Aircraft manufacturing plant in Voronezh, Russia

Voronezh Aircraft Production Association (Note: ПАО «Воронежское акционерное самолётостроительное общество») (VASO in English, ВАСО in Russian, Воронежское акционерное самолётостроительное общество, literally Society of Voronezh Joint-Ownership Aircraft Builders) is one of the largest aircraft production plants in Russia.

==History==
Founded in 1932 in Voronezh (as Voronezh Aviation Plant, branch registry number 18). In 2007, VASO became part of the state-owned United Aircraft Corporation (UAC).
Notable planes built here are the An-148 (never was commercially built, failed), Tu-28 (until 1970), Tu-144 (16 were made in 1967-1983), Il-86 (built until the end of the USSR), Il-96 (still in production with less than 1 unit per year), Il-28 (production ended in 1970), ANT-25 (pre-WWII plane), TB-3 (WWII plane), Il-2 (WWII plane), Tu-16 (built in the middle of the 20th century, retired in the late USSR years) and some others.

In July 2009, UAC said it will invest 5 billion rubles ($162 mln) in the modernization of VASO's facilities. According to UAC, VASO will build 5 An-148 passenger aircraft in 2009, 18 in 2010, 36 in 2011, and 50 planes would be made annually from 2013 onwards.

Between 2008 and 2015, it produced some parts for an Airbus A320 and the A380.

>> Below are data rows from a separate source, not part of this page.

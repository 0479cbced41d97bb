//! In-memory backend for unit tests.
//!
//! Records every call and keeps documents in memory so CRUD round trips can
//! be exercised without a running cluster. Query evaluation understands the
//! bodies the translator produces: `match_all`, `ids`, single-field `match`
//! and `term` clauses compared by equality, and nested `bool` queries with
//! `must`/`filter`/`should` lists.

use std::collections::{BTreeMap, HashMap};

use async_trait::async_trait;
use serde_json::{json, Map, Value};
use tokio::sync::Mutex;

use search_adapter_shared::DocumentId;

use crate::errors::BackendError;
use crate::interfaces::{DocumentBackend, IndexAdministration};

#[derive(Debug, Clone, PartialEq)]
pub(crate) enum AdminCall {
    Exists(String),
    Create(String, Value),
    Close(String),
    PutSettings(String, Value),
    PutMapping(String, String, Value),
    Open(String),
}

impl AdminCall {
    pub(crate) fn name(&self) -> &'static str {
        match self {
            Self::Exists(_) => "exists",
            Self::Create(..) => "create",
            Self::Close(_) => "close",
            Self::PutSettings(..) => "put_settings",
            Self::PutMapping(..) => "put_mapping",
            Self::Open(_) => "open",
        }
    }
}

#[derive(Debug, Clone, PartialEq)]
pub(crate) enum DocumentCall {
    Get(String, DocumentId),
    Search(String, Value),
    Count(String, Value),
    Update(String, String, DocumentId, Value),
    Delete(String, String, DocumentId),
}

/// Mock backend for testing
pub(crate) struct MockBackend {
    /// index name -> open?
    indices: Mutex<HashMap<String, bool>>,
    documents: Mutex<HashMap<String, BTreeMap<String, Map<String, Value>>>>,
    admin_calls: Mutex<Vec<AdminCall>>,
    document_calls: Mutex<Vec<DocumentCall>>,
    failing_admin: Option<&'static str>,
    failing_documents: bool,
    search_response: Option<Value>,
}

impl MockBackend {
    pub(crate) fn new() -> Self {
        Self {
            indices: Mutex::new(HashMap::new()),
            documents: Mutex::new(HashMap::new()),
            admin_calls: Mutex::new(Vec::new()),
            document_calls: Mutex::new(Vec::new()),
            failing_admin: None,
            failing_documents: false,
            search_response: None,
        }
    }

    /// Start with an existing, open index.
    pub(crate) fn with_index(mut self, index: &str) -> Self {
        self.indices.get_mut().insert(index.to_string(), true);
        self
    }

    /// Fail the admin call with the given name (see `AdminCall::name`).
    pub(crate) fn failing_admin(mut self, call: &'static str) -> Self {
        self.failing_admin = Some(call);
        self
    }

    /// Fail every document call with a 500.
    pub(crate) fn failing_documents(mut self) -> Self {
        self.failing_documents = true;
        self
    }

    /// Answer every search with this body instead of evaluating it.
    pub(crate) fn with_search_response(mut self, response: Value) -> Self {
        self.search_response = Some(response);
        self
    }

    pub(crate) async fn admin_calls(&self) -> Vec<AdminCall> {
        self.admin_calls.lock().await.clone()
    }

    pub(crate) async fn document_calls(&self) -> Vec<DocumentCall> {
        self.document_calls.lock().await.clone()
    }

    pub(crate) async fn index_is_open(&self, index: &str) -> bool {
        self.indices.lock().await.get(index).copied().unwrap_or(false)
    }

    pub(crate) async fn stored(&self, index: &str, id: &str) -> Option<Map<String, Value>> {
        self.documents
            .lock()
            .await
            .get(index)
            .and_then(|docs| docs.get(id))
            .cloned()
    }

    async fn record_admin(&self, call: AdminCall) -> Result<(), BackendError> {
        let name = call.name();
        self.admin_calls.lock().await.push(call);
        if self.failing_admin == Some(name) {
            return Err(BackendError::request_failed(500, format!("mock {} failure", name)));
        }
        Ok(())
    }

    async fn record_document(&self, index: &str, call: DocumentCall) -> Result<(), BackendError> {
        self.document_calls.lock().await.push(call);
        if self.failing_documents {
            return Err(BackendError::request_failed(500, "mock failure"));
        }
        match self.indices.lock().await.get(index) {
            Some(true) | None => Ok(()),
            Some(false) => Err(BackendError::request_failed(400, "index_closed_exception")),
        }
    }

    async fn matching(&self, index: &str, query: &Value) -> Vec<(String, Map<String, Value>)> {
        self.documents
            .lock()
            .await
            .get(index)
            .map(|docs| {
                docs.iter()
                    .filter(|(id, source)| matches(query, id, source))
                    .map(|(id, source)| (id.clone(), source.clone()))
                    .collect()
            })
            .unwrap_or_default()
    }
}

fn matches(query: &Value, id: &str, source: &Map<String, Value>) -> bool {
    if query.get("match_all").is_some() {
        return true;
    }
    if let Some(values) = query["ids"]["values"].as_array() {
        return values.iter().any(|value| value.as_str() == Some(id));
    }
    for kind in ["match", "term"] {
        if let Some((field, value)) = query[kind].as_object().and_then(|m| m.iter().next()) {
            return source.get(field) == Some(value);
        }
    }
    if let Some(clauses) = query["bool"].as_object() {
        let all = |key: &str| match clauses.get(key).and_then(Value::as_array) {
            Some(list) => list.iter().all(|c| matches(c, id, source)),
            None => true,
        };
        let should = match clauses.get("should").and_then(Value::as_array) {
            Some(list) => list.iter().any(|c| matches(c, id, source)),
            None => true,
        };
        return all("must") && all("filter") && should;
    }
    false
}

#[async_trait]
impl IndexAdministration for MockBackend {
    async fn index_exists(&self, index: &str) -> Result<bool, BackendError> {
        self.record_admin(AdminCall::Exists(index.to_string())).await?;
        Ok(self.indices.lock().await.contains_key(index))
    }

    async fn create_index(&self, index: &str, body: Value) -> Result<(), BackendError> {
        self.record_admin(AdminCall::Create(index.to_string(), body))
            .await?;
        self.indices.lock().await.insert(index.to_string(), true);
        Ok(())
    }

    async fn close_index(&self, index: &str) -> Result<(), BackendError> {
        self.record_admin(AdminCall::Close(index.to_string())).await?;
        self.indices.lock().await.insert(index.to_string(), false);
        Ok(())
    }

    async fn put_settings(&self, index: &str, body: Value) -> Result<(), BackendError> {
        self.record_admin(AdminCall::PutSettings(index.to_string(), body))
            .await
    }

    async fn put_mapping(
        &self,
        index: &str,
        type_name: &str,
        body: Value,
    ) -> Result<(), BackendError> {
        self.record_admin(AdminCall::PutMapping(
            index.to_string(),
            type_name.to_string(),
            body,
        ))
        .await
    }

    async fn open_index(&self, index: &str) -> Result<(), BackendError> {
        self.record_admin(AdminCall::Open(index.to_string())).await?;
        self.indices.lock().await.insert(index.to_string(), true);
        Ok(())
    }
}

#[async_trait]
impl DocumentBackend for MockBackend {
    async fn get(&self, index: &str, id: &DocumentId) -> Result<Value, BackendError> {
        self.record_document(index, DocumentCall::Get(index.to_string(), id.clone()))
            .await?;
        let source = self
            .stored(index, id.as_str())
            .await
            .ok_or_else(|| BackendError::not_found(id.as_str()))?;

        Ok(json!({
            "_index": index,
            "_id": id.as_str(),
            "found": true,
            "_source": source
        }))
    }

    async fn search(&self, index: &str, body: Value) -> Result<Value, BackendError> {
        self.record_document(index, DocumentCall::Search(index.to_string(), body.clone()))
            .await?;
        if let Some(response) = &self.search_response {
            return Ok(response.clone());
        }

        let found = self.matching(index, &body["query"]).await;
        let total = found.len();
        let from = body["from"].as_u64().unwrap_or(0) as usize;
        let size = body["size"].as_u64().map(|s| s as usize).unwrap_or(10);
        let hits: Vec<Value> = found
            .into_iter()
            .skip(from)
            .take(size)
            .map(|(id, source)| {
                json!({ "_index": index, "_id": id, "_score": 1.0, "_source": source })
            })
            .collect();

        Ok(json!({
            "took": 1,
            "hits": {
                "total": { "value": total, "relation": "eq" },
                "hits": hits
            }
        }))
    }

    async fn count(&self, index: &str, body: Value) -> Result<Value, BackendError> {
        self.record_document(index, DocumentCall::Count(index.to_string(), body.clone()))
            .await?;
        let count = self.matching(index, &body["query"]).await.len();
        Ok(json!({ "count": count }))
    }

    async fn update(
        &self,
        index: &str,
        type_name: &str,
        id: &DocumentId,
        body: Value,
    ) -> Result<Value, BackendError> {
        self.record_document(
            index,
            DocumentCall::Update(
                index.to_string(),
                type_name.to_string(),
                id.clone(),
                body.clone(),
            ),
        )
        .await?;

        let doc = body["doc"].as_object().cloned().unwrap_or_default();
        let upsert = body["doc_as_upsert"].as_bool().unwrap_or(false);

        let mut documents = self.documents.lock().await;
        let docs = documents.entry(index.to_string()).or_default();
        let result = match docs.get_mut(id.as_str()) {
            Some(existing) => {
                existing.extend(doc);
                "updated"
            }
            None if upsert => {
                docs.insert(id.as_str().to_string(), doc);
                "created"
            }
            None => return Err(BackendError::not_found(id.as_str())),
        };

        Ok(json!({ "_index": index, "_id": id.as_str(), "result": result }))
    }

    async fn delete(
        &self,
        index: &str,
        type_name: &str,
        id: &DocumentId,
    ) -> Result<Value, BackendError> {
        self.record_document(
            index,
            DocumentCall::Delete(index.to_string(), type_name.to_string(), id.clone()),
        )
        .await?;

        let mut documents = self.documents.lock().await;
        documents
            .get_mut(index)
            .and_then(|docs| docs.remove(id.as_str()))
            .ok_or_else(|| BackendError::not_found(id.as_str()))?;

        Ok(json!({ "_index": index, "_id": id.as_str(), "result": "deleted" }))
    }

    async fn health_check(&self) -> Result<bool, BackendError> {
        Ok(!self.failing_documents)
    }
}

In 1993, the aircraft plant started to develop two new updates to old Soviet models, the wide-body aircraft Il-96-400M and Il-112V. However, the yearly revenue of the plant is lower than the average price of one wide-body airliner.

== Operation ==
The plant produces IL-96-300, IL-96-400T aircraft, separate units for Il-76MD-90A, SSJ100 and MC-21 aircraft, as well as PD-14 engines; work is underway on Il-112 and Il-114 aircraft. Up to and including 2018, the An-148 aircraft was produced in cooperation with Ukraine.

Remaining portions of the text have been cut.